Evaluate $\sum_{k=1}^\infty \frac{k-1}{2^{k+1}}$ as a telescoping series?

Question

Okay, so my book shows (with absolutely no explanation) an equivalency to

$\lim\limits_{x \to \infty} (\frac{1}{2} - \frac{x+2}{2^x})$

, and I have no idea where this came from. From my understanding, telescoping series generally telescope down as a result of combining positives and negatives and may lead to a result of the first term minus the last term in the series ($\infty$ in such as case). I do see a pattern in the sequence once I split into $\frac{k}{2^{k+1}}$ and $\frac{-1}{2^{k+1}}$ but I'm not sure of there being any telescoping in the way the lesson examples show.

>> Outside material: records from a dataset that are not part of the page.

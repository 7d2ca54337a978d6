use std::collections::HashMap;
use std::time::Duration;
use tokio::sync::RwLock;

use super::error::RegistryError;
use super::types::{ServiceRecord, unix_now};

/// 记录超过该时长未注册即可被清理
pub const SERVICE_TTL: Duration = Duration::from_secs(5 * 60);

/// 服务注册表：实例 id -> 实例记录
///
/// 所有读写都经过同一把读写锁，查询使用读锁，注册、注销和过期清理使用写锁。
#[derive(Debug, Default)]
pub struct ServiceRegistry {
    services: RwLock<HashMap<String, ServiceRecord>>,
}

impl ServiceRegistry {
    pub fn new() -> Self {
        Self::default()
    }

    /// 注册或覆盖一个实例（后写入者胜出），返回存储的记录
    pub async fn register(&self, record: ServiceRecord) -> Result<ServiceRecord, RegistryError> {
        if record.id.is_empty() {
            return Err(RegistryError::MissingField("id"));
        }

        self.services
            .write()
            .await
            .insert(record.id.clone(), record.clone());

        tracing::info!(
            service_id = %record.id,
            address = %record.address,
            last_seen = record.last_seen,
            "service registered"
        );

        Ok(record)
    }

    /// 注销实例，不存在时同样视为成功
    pub async fn deregister(&self, id: &str) -> Result<String, RegistryError> {
        if id.is_empty() {
            return Err(RegistryError::MissingField("id"));
        }

        let removed = self.services.write().await.remove(id).is_some();

        tracing::info!(service_id = %id, removed, "service deregistered");

        Ok(id.to_string())
    }

    /// 返回 id 以 `name_prefix` 开头的全部实例，空前缀返回全部；结果无序
    pub async fn lookup(&self, name_prefix: &str) -> Vec<ServiceRecord> {
        self.services
            .read()
            .await
            .iter()
            .filter(|(id, _)| id.starts_with(name_prefix))
            .map(|(_, record)| record.clone())
            .collect()
    }

    /// 清理过期实例，返回清理数量
    pub async fn evict_expired(&self) -> usize {
        self.evict_expired_at(unix_now()).await
    }

    /// 以给定时间为基准清理过期实例
    ///
    /// `last_seen` 严格早于 `now - SERVICE_TTL` 的记录被移除，恰好等于阈值的保留。
    pub async fn evict_expired_at(&self, now: i64) -> usize {
        let ttl = i64::try_from(SERVICE_TTL.as_secs()).unwrap_or(i64::MAX);
        let expiry = now.saturating_sub(ttl);

        let mut services = self.services.write().await;
        let before = services.len();

        services.retain(|id, record| {
            if record.last_seen > now {
                // 时钟偏差，保留并等待下次注册
                tracing::debug!(
                    service_id = %id,
                    last_seen = record.last_seen,
                    now,
                    "Service timestamp is in the future, skipping"
                );
                return true;
            }

            if record.last_seen < expiry {
                tracing::info!(
                    service_id = %id,
                    elapsed_secs = now.saturating_sub(record.last_seen),
                    ttl_secs = ttl,
                    "expired service evicted"
                );
                return false;
            }

            true
        });

        before - services.len()
    }

    pub async fn len(&self) -> usize {
        self.services.read().await.len()
    }

    pub async fn is_empty(&self) -> bool {
        self.services.read().await.is_empty()
    }
}

#[cfg(test)]
mod tests {
    use super::*;
    use std::sync::Arc;

    fn record(id: &str, last_seen: i64) -> ServiceRecord {
        ServiceRecord {
            id: id.to_string(),
            address: format!("{id}.local"),
            http_port: 8001,
            grpc_port: 8002,
            last_seen,
        }
    }

    #[tokio::test]
    async fn test_register_requires_id() {
        let registry = ServiceRegistry::new();
        registry.register(record("svc-a", 1)).await.unwrap();

        let err = registry.register(record("", 2)).await.unwrap_err();
        assert_eq!(err, RegistryError::MissingField("id"));
        assert_eq!(err.to_string(), "error: missing required 'id' field");

        // 注册表保持不变
        let services = registry.lookup("").await;
        assert_eq!(services, vec![record("svc-a", 1)]);
    }

    #[tokio::test]
    async fn test_register_echoes_record() {
        let registry = ServiceRegistry::new();
        let stored = registry.register(record("svc-a", 42)).await.unwrap();
        assert_eq!(stored, record("svc-a", 42));
    }

    #[tokio::test]
    async fn test_register_last_write_wins() {
        let registry = ServiceRegistry::new();
        registry.register(record("svc-a", 200)).await.unwrap();

        // 后完成的写入覆盖，即便时间戳更早
        let mut older = record("svc-a", 100);
        older.address = "10.0.0.9".to_string();
        registry.register(older.clone()).await.unwrap();

        assert_eq!(registry.len().await, 1);
        assert_eq!(registry.lookup("svc-a").await, vec![older]);
    }

    #[tokio::test]
    async fn test_overlapping_registrations() {
        let registry = Arc::new(ServiceRegistry::new());

        // 持有写锁，让两次注册排队等待
        let guard = registry.services.write().await;

        let first = tokio::spawn({
            let registry = registry.clone();
            async move { registry.register(record("svc-a", 500)).await }
        });
        tokio::task::yield_now().await;
        let second = tokio::spawn({
            let registry = registry.clone();
            async move { registry.register(record("svc-a", 100)).await }
        });
        tokio::task::yield_now().await;

        drop(guard);
        first.await.unwrap().unwrap();
        second.await.unwrap().unwrap();

        // tokio 的读写锁按 FIFO 顺序授予，第二个完成的写入生效
        assert_eq!(registry.lookup("").await, vec![record("svc-a", 100)]);
    }

    #[tokio::test]
    async fn test_deregister() {
        let registry = ServiceRegistry::new();
        registry.register(record("svc-a", 1)).await.unwrap();
        registry.register(record("svc-b", 1)).await.unwrap();

        let id = registry.deregister("svc-a").await.unwrap();
        assert_eq!(id, "svc-a");
        assert_eq!(registry.lookup("").await, vec![record("svc-b", 1)]);
    }

    #[tokio::test]
    async fn test_deregister_is_idempotent() {
        let registry = ServiceRegistry::new();
        registry.register(record("svc-a", 1)).await.unwrap();

        assert_eq!(registry.deregister("missing").await.unwrap(), "missing");
        assert_eq!(registry.deregister("svc-a").await.unwrap(), "svc-a");
        assert_eq!(registry.deregister("svc-a").await.unwrap(), "svc-a");
        assert!(registry.is_empty().await);
    }

    #[tokio::test]
    async fn test_deregister_requires_id() {
        let registry = ServiceRegistry::new();
        registry.register(record("svc-a", 1)).await.unwrap();

        let err = registry.deregister("").await.unwrap_err();
        assert_eq!(err.to_string(), "error: missing required 'id' field");
        assert_eq!(registry.len().await, 1);
    }

    #[tokio::test]
    async fn test_lookup_by_prefix() {
        let registry = ServiceRegistry::new();
        for id in ["test-service-a", "test-service-b", "service-a"] {
            registry.register(record(id, 1)).await.unwrap();
        }

        let mut ids: Vec<String> = registry
            .lookup("test-service")
            .await
            .into_iter()
            .map(|r| r.id)
            .collect();
        ids.sort();
        assert_eq!(ids, vec!["test-service-a", "test-service-b"]);

        assert_eq!(registry.lookup("").await.len(), 3);
        assert!(registry.lookup("unknown").await.is_empty());
    }

    #[tokio::test]
    async fn test_evict_expired() {
        let registry = ServiceRegistry::new();
        let now = 1_700_000_000;
        registry.register(record("stale-a", now - 6 * 60)).await.unwrap();
        registry.register(record("stale-b", now - 60 * 60)).await.unwrap();
        registry.register(record("fresh", now - 60)).await.unwrap();

        let evicted = registry.evict_expired_at(now).await;

        assert_eq!(evicted, 2);
        assert_eq!(registry.lookup("").await, vec![record("fresh", now - 60)]);
    }

    #[tokio::test]
    async fn test_evict_boundary() {
        let registry = ServiceRegistry::new();
        let now = 1_700_000_000;
        let ttl = i64::try_from(SERVICE_TTL.as_secs()).unwrap();
        registry.register(record("at-ttl", now - ttl)).await.unwrap();
        registry.register(record("past-ttl", now - ttl - 1)).await.unwrap();

        assert_eq!(registry.evict_expired_at(now).await, 1);
        assert_eq!(registry.lookup("").await, vec![record("at-ttl", now - ttl)]);
    }

    #[tokio::test]
    async fn test_evict_skips_future_timestamps() {
        let registry = ServiceRegistry::new();
        let now = 1_700_000_000;
        registry.register(record("skewed", now + 30)).await.unwrap();

        assert_eq!(registry.evict_expired_at(now).await, 0);
        assert_eq!(registry.len().await, 1);
    }

    #[tokio::test]
    async fn test_evict_out_of_range_timestamps() {
        // 启用 info 级别日志，保证日志字段会被求值
        let subscriber = tracing_subscriber::fmt()
            .with_max_level(tracing::Level::INFO)
            .with_test_writer()
            .finish();
        let _guard = tracing::subscriber::set_default(subscriber);

        let registry = ServiceRegistry::new();
        let now = 1_700_000_000;
        registry.register(record("min", i64::MIN)).await.unwrap();
        registry.register(record("negative", -1)).await.unwrap();
        registry.register(record("max", i64::MAX)).await.unwrap();
        registry.register(record("fresh", now)).await.unwrap();

        assert_eq!(registry.evict_expired_at(now).await, 2);

        let mut ids: Vec<String> = registry
            .lookup("")
            .await
            .into_iter()
            .map(|r| r.id)
            .collect();
        ids.sort();
        assert_eq!(ids, vec!["fresh", "max"]);
    }

    #[tokio::test]
    async fn test_evict_uses_wall_clock() {
        let registry = ServiceRegistry::new();
        registry.register(record("fresh", unix_now())).await.unwrap();
        registry.register(record("stale", unix_now() - 6 * 60)).await.unwrap();

        assert_eq!(registry.evict_expired().await, 1);
        assert_eq!(registry.lookup("").await.len(), 1);
    }
}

-Can someone tell me how $\lim\limits_{x \to \infty} (\frac{1}{2} - \frac{x+2}{2^x})$ was obtained, since I have no explanation in the chapter or solution?

Answer 1

$a_k$ is a telescopic term if $a_k$ can be written as $b_{k}-b_{k+1}$. If $a_k=\frac{k-1}{2^k}$, an we find some simple sequence $\{b_k\}_{k\geq 1}$ with such property? It looks reasonable. We may try $b_k=\frac{k}{2^k}$, for instance. $$ b_k-b_{k+1}= \frac{k}{2^k}-\frac{k+1}{2^{k+1}} = \frac{k-1}{2^{k+1}}=a_k $$ It works, so $$ \sum_{n=1}^{N}a_n = \sum_{n=1}^{N}(b_{n}-b_{n+1})=b_1-b_{N+1}=\frac{1}{2}-\frac{N+1}{2^{N+1}} $$ and the limit of the RHS as $N\to +\infty$ clearly equals $\frac{1}{2}$.

Answer 2

Given the formula you have, the thing to try would be $$ \frac{k}{2^k}-\frac{k+1}{2^{k+1}}=\frac{k-1}{2^{k+1}}\tag1 $$ Now the sum can be written as $$ \sum_{k=1}^n\frac{k-1}{2^{k+1}}=\sum_{k=1}^n\left(\frac{k}{2^k}-\frac{k+1}{2^{k+1}}\right)\tag2 $$ Note that this does not give the same partial sum as given in the question.

Answer 3

Apparently there was a typo somewhere: “$\frac{x + 2}{2^x}$” should have being replaced by “$\frac{x}{2^x}$”. That being said, let $s_x \mathop{:=} 1/2 - x \mathbin/ 2^x$ for $x \in \mathbf{N}^*$. Observe that $$ s_{x + 1} - s_x = \frac{1}{2} - \frac{x + 1}{2^{x + 1}} - \biggl(\frac{1}{2} - \frac{x}{2^x}\biggr) = \frac{x}{2^x} - \frac{x + 1}{2^{x + 1}} = \frac{2 x}{2 \cdot 2^x} - \frac{x + 1}{2 \cdot 2^x} = \frac{2x - (x + 1)}{2^{x + 1}} \text,$$ which is finally $(x - 1) \mathbin/ 2^{x + 1}$. Let us denote that value $u_x$; then the initial problem is to compute $$ \sum_{k = 1}^{\infty} u_k = \sum_{k = 1}^{\infty} (-s_k + s_{k + 1}) \text.$$ If we consider the truncated sum for $1 \leq k \leq x - 1$, we get $$ (-s_1 + s_2) + (-s_2 + s_3) + \cdots + (-s_{x - 2} + s_{x - 1}) + (-s_{x - 1} + s_x) \text,$$ where almost all the terms “telescope” by appearing once positively and once negatively, finally yielding $$ \sum_{k = 1}^x u_k = -s_1 + s_x \text.$$ As $s_1 = 0$, this further simplifies into “$s_x$”; so that finally, letting $x$ tend to infinity, the sum of the infinite series is the limit of $s_x$ when $x \to \infty$, namely $1/2$.